About
The standing of any public institution rests on its relationship to the people most affected by what it does. For the last decade, my work across the South has been to walk alongside communities for whom that relationship has most often failed: low-income people living with HIV; farmworkers, domestic workers, and home health aides subjected to wage theft; people with serious mental illness routed into jail; unhoused residents; and children in immigration detention. Their rights are made conditional by systems built without their voices. Changing that, with them, has been my work.
As Director of Advocacy, Legislative Affairs & Community Engagement at the AIDS Healthcare Foundation, I lead policy and government affairs across seven states plus Puerto Rico.

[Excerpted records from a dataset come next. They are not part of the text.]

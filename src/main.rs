use std::{
    fs::OpenOptions,
    io,
    path::{Path, PathBuf},
    process::ExitCode,
    sync::Mutex,
};

use anyhow::{Context, Result};
use clap::{CommandFactory, Parser};
use tracing as log;
use tracing_subscriber::{EnvFilter, Layer, fmt, layer::SubscriberExt, util::SubscriberInitExt};

mod backend;
mod commands;
mod config;
mod device;
mod error;
mod provider;
mod tooling;
mod utils;
mod volume;

use commands::Action;
use config::Config;
use error::exit_code_of;
use utils::bins::ensure_bins;

pub struct AppCtx {
    pub cfg: Config,
}

#[derive(Parser, Debug)]
#[command(
    name = "ontap-extstorage",
    about = "Ganeti ExtStorage provider for NetApp Data ONTAP LUNs",
    arg_required_else_help = false,
    version = env!("CARGO_PKG_VERSION")
)]
struct Cli {
    #[arg(long, env = "EXTP_CONFIG", default_value = config::DEFAULT_CONFIG, global = true)]
    config: PathBuf,

    #[arg(long, global = true)]
    debug: bool,

    #[arg(long, global = true)]
    check_config: bool,

    #[arg(long, global = true)]
    print_config: bool,

    #[command(subcommand)]
    action: Option<Action>,
}

/// Console output goes to stderr; with `quiet` only errors reach it.
fn init_tracing(debug: bool, quiet: bool, log_file: Option<&Path>) {
    let default = if debug { "debug" } else { "info" };
    let filter = || EnvFilter::try_from_default_env().unwrap_or_else(|_| EnvFilter::new(default));

    let console = fmt::layer()
        .with_writer(io::stderr)
        .with_target(false)
        .with_file(debug)
        .with_line_number(debug)
        .without_time()
        .with_filter(if quiet {
            EnvFilter::new("error")
        } else {
            filter()
        });

    let opened = log_file.map(|p| {
        OpenOptions::new()
            .create(true)
            .append(true)
            .open(p)
            .with_context(|| format!("open log file {}", p.display()))
    });
    let (file, open_err) = match opened {
        Some(Ok(f)) => {
            let layer = fmt::layer()
                .with_writer(Mutex::new(f))
                .with_ansi(false)
                .with_target(false)
                .with_filter(filter());
            (Some(layer), None)
        }
        Some(Err(e)) => (None, Some(e)),
        None => (None, None),
    };

    let _ = tracing_subscriber::registry()
        .with(console)
        .with(file)
        .try_init();

    if let Some(e) = open_err {
        log::warn!("{e:#}");
    }
}

fn run(cli: Cli) -> Result<()> {
    let quiet = cli.action.is_some_and(|a| a.quiet_console());

    let cfg = match Config::load(&cli.config) {
        Ok(cfg) => cfg,
        Err(e) => {
            init_tracing(cli.debug, quiet, None);
            return Err(e);
        }
    };
    init_tracing(cli.debug || cfg.log.debug, quiet, cfg.log.file.as_deref());

    if cli.check_config {
        ensure_bins(cfg.programs())?;
        log::info!("config OK");
        return Ok(());
    }
    if cli.print_config {
        println!("{}", cfg.to_redacted_toml()?);
        return Ok(());
    }

    let Some(action) = cli.action else {
        let mut cmd = Cli::command();
        cmd.print_help()?;
        println!();
        return Ok(());
    };

    let span = log::info_span!("action", name = action.as_str());
    let _enter = span.enter();
    log::info!(
        "ontap-extstorage {} running {} ({} backend)",
        env!("CARGO_PKG_VERSION"),
        action.as_str(),
        cfg.storage.family
    );

    let ctx = AppCtx { cfg };
    action
        .run(&ctx)
        .with_context(|| format!("{} failed", action.as_str()))
}

fn main() -> ExitCode {
    let cli = Cli::parse();
    match run(cli) {
        Ok(()) => ExitCode::SUCCESS,
        Err(e) => {
            log::error!("{e:#}");
            ExitCode::from(exit_code_of(&e))
        }
    }
}
use anyhow::{Context, Result};
use tracing as log;

use super::{
    Provider,
    inputs::{Inputs, PostRemoveParams, PreMigrateParams},
};
use crate::{
    error::DriverError,
    tooling::{
        host::same_node,
        remote::{parse_remote_output, parse_return_code},
    },
    utils::process::substitute,
};

/// What `cat` prints on the peer when the record does not exist.
const NO_SUCH_FILE: &str = "No such file or directory";

impl Provider {
    /// Re-runs the attach commands on the migration target so the device is
    /// there before the instance arrives.
    pub fn pre_migrate(&self, env: &dyn Inputs) -> Result<()> {
        let p = PreMigrateParams::resolve(env)?;
        let me = self.host.fqdn()?;

        if !same_node(&me, &p.target) {
            log::debug!("[pre-migrate] {me} is not the target {}; nothing to do", p.target);
            return Ok(());
        }
        if p.disk_template != self.cfg.cluster.disk_template {
            log::debug!(
                "[pre-migrate] {} uses disk template {}; nothing to do",
                p.instance,
                p.disk_template
            );
            return Ok(());
        }

        log::info!("[pre-migrate] preparing devices of {} on {me}", p.instance);
        self.locator.refresh(self.cfg.device.attach_fatal)
    }

    /// Runs on the master only. A disk without a cleanup record had no
    /// visible device at removal time and is skipped, whether the record is
    /// read locally or on the peer. Every disk is processed; the first failure
    /// is returned once all of them were tried.
    pub fn post_remove(&self, env: &dyn Inputs) -> Result<()> {
        let p = PostRemoveParams::resolve(env)?;
        let me = self.host.fqdn()?;

        if !same_node(&me, &p.master) {
            log::debug!("[post-remove] {me} is not the master {}; nothing to do", p.master);
            return Ok(());
        }

        let local = same_node(&me, &p.peer);
        let mut first_err = None;
        for uuid in &p.disks {
            if let Err(e) = self.cleanup_disk(&p.peer, uuid, local) {
                log::error!("[post-remove] disk {uuid} of {}: {e:#}", p.instance);
                first_err.get_or_insert(e);
            }
        }
        match first_err {
            Some(e) => Err(e),
            None => Ok(()),
        }
    }

    fn cleanup_disk(&self, peer: &str, uuid: &str, local: bool) -> Result<()> {
        let scsi_id = if local {
            match self.cleanup.consume(uuid)? {
                Some(id) => id,
                None => {
                    log::warn!("[post-remove] no cleanup record for {uuid} on {peer}");
                    return Ok(());
                }
            }
        } else {
            let out = self
                .remote
                .exec(peer, &self.cleanup.read_command(uuid)?)
                .with_context(|| format!("read cleanup record {uuid} on {peer}"))?;
            let id = match parse_remote_output(peer, &out) {
                Ok(id) => id,
                Err(DriverError::NonZeroReturnCode { .. }) if out.contains(NO_SUCH_FILE) => {
                    log::warn!("[post-remove] no cleanup record for {uuid} on {peer}");
                    return Ok(());
                }
                Err(e) => return Err(e.into()),
            };

            let out = self
                .remote
                .exec(peer, &self.cleanup.delete_command(uuid)?)
                .with_context(|| format!("delete cleanup record {uuid} on {peer}"))?;
            parse_return_code(peer, &out)?;
            id
        };
        log::info!("[post-remove] disk {uuid} had SCSI id {scsi_id}");

        if let Some(template) = &self.cfg.cleanup.device_command {
            let argv = substitute(template, "scsi_id", &scsi_id);
            self.commands.run("cleanup", &[argv], true)?;
        }
        Ok(())
    }
}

Previously, as Policy Director at WeCount!, I worked on labor and climate policy with farmworkers, day laborers, and domestic workers in South Florida.
At Americans for Immigrant Justice, the only federally authorized legal services provider for children detained in South Florida shelters, I worked as a paralegal with the Children's Legal Program inside the Homestead Detention Center. That work included helping enforce the Flores Settlement Agreement through one-on-one legal intakes with migrant youth, including children separated from their families under the 2018 family separation policy.
From 2015 to 2020, I served on the board of the ACLU of Greater Miami and volunteered with its legal team on Pottinger v. City of Miami, the landmark consent decree shielding unhoused people from criminalization.
My analysis and advocacy have been featured in The New York Times, The Wall Street Journal, The Guardian, Al Jazeera, Good Morning America, CNN, POLITICO, NPR, and Univision.